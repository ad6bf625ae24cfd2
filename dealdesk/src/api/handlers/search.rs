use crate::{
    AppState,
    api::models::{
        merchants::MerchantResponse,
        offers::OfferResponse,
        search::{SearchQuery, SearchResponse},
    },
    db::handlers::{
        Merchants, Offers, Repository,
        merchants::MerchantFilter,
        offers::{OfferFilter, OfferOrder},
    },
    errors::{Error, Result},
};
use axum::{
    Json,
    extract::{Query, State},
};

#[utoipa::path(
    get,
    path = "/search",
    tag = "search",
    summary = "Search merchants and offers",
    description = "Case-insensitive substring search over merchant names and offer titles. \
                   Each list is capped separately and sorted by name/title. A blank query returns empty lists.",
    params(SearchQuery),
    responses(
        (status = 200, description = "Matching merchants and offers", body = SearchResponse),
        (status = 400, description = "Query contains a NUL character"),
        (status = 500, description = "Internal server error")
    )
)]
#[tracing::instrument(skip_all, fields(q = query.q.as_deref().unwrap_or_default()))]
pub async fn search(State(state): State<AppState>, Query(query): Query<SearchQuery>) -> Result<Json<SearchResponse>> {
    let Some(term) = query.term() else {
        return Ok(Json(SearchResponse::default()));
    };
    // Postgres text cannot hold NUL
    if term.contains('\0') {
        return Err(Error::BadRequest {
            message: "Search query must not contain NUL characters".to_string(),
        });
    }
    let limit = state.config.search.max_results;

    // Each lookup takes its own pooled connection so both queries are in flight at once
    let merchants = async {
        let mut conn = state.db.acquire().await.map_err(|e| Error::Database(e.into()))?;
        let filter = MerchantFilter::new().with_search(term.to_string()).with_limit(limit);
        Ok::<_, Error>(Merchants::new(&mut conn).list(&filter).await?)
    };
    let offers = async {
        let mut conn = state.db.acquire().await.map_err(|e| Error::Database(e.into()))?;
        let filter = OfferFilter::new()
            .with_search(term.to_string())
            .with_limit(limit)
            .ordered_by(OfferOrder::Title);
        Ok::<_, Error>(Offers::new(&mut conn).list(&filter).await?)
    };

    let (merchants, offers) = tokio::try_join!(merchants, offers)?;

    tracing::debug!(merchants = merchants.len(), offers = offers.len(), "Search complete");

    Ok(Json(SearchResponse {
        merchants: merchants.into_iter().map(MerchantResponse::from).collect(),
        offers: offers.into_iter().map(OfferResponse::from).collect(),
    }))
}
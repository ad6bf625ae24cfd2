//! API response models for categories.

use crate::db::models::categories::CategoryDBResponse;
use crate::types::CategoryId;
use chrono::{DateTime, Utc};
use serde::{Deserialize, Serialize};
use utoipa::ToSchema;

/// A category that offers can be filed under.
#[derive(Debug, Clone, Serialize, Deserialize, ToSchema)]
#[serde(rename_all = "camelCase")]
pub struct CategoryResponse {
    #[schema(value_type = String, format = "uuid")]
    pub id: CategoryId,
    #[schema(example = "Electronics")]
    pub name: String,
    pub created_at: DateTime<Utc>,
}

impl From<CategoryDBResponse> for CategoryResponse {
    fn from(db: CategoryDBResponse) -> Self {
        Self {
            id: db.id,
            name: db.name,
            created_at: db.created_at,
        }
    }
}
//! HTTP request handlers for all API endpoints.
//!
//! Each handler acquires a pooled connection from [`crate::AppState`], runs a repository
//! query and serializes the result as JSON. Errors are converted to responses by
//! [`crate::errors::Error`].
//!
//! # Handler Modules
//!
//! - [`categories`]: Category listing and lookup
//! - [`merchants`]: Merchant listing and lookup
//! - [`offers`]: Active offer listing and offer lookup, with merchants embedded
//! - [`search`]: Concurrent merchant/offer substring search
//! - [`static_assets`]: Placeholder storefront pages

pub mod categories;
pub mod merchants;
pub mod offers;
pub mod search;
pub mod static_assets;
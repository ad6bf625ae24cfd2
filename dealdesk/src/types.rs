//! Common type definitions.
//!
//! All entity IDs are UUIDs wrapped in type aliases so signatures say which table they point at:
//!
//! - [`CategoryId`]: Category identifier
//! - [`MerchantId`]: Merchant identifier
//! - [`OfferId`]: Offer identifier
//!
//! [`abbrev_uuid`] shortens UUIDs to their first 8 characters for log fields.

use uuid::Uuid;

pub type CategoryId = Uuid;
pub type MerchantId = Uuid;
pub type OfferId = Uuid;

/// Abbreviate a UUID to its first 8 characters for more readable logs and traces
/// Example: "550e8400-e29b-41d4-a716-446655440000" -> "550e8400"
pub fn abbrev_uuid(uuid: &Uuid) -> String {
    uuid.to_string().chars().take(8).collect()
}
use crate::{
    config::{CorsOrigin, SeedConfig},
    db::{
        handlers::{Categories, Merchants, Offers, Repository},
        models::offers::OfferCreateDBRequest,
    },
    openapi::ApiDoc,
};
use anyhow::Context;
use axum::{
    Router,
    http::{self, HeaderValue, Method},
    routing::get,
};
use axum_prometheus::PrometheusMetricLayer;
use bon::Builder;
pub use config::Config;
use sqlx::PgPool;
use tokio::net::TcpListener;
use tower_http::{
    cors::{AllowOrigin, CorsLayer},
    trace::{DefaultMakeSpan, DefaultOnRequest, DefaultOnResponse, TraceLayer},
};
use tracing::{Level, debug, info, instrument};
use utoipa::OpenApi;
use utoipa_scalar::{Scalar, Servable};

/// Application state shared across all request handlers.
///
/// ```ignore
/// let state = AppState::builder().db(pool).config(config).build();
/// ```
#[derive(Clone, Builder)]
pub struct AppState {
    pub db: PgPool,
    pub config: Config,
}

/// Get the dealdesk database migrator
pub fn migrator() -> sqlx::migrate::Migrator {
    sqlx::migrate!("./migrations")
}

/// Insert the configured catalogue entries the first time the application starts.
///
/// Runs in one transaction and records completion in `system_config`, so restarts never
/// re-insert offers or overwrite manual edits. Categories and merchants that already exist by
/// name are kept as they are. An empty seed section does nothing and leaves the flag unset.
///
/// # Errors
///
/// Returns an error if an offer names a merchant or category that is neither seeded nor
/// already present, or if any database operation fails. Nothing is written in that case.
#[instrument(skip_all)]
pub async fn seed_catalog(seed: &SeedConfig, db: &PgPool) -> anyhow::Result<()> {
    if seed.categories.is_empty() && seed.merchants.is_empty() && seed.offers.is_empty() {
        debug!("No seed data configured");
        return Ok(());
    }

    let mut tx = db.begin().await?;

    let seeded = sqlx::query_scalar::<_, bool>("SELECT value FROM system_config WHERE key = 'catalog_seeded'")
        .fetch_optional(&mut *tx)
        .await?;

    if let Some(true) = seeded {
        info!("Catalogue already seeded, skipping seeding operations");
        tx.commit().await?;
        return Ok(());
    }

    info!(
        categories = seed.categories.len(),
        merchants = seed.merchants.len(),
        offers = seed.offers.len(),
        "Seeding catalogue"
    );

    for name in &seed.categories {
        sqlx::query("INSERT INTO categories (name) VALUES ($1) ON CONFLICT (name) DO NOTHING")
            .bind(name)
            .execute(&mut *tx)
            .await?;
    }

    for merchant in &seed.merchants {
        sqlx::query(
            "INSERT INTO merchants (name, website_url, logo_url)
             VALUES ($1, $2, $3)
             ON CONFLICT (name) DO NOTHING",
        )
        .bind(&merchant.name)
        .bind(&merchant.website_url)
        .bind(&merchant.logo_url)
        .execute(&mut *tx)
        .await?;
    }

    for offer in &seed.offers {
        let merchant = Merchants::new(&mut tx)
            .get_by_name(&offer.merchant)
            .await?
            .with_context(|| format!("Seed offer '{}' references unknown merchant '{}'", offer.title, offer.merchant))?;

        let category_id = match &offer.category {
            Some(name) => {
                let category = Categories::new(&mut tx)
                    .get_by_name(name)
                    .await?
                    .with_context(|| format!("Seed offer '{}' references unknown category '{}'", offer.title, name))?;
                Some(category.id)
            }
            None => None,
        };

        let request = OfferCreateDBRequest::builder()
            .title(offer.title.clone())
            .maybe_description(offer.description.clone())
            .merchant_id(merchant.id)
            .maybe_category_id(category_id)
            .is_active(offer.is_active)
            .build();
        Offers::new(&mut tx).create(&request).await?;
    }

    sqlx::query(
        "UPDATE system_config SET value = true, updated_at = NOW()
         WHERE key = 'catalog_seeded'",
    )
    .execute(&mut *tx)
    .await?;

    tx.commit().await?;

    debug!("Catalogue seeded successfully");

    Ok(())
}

**What you have to do:** Locate the lines above that contain "limit" and copy them.

**Finished exercise:**
    let limit = state.config.search.max_results;
        let filter = MerchantFilter::new().with_search(term.to_string()).with_limit(limit);
            .with_limit(limit)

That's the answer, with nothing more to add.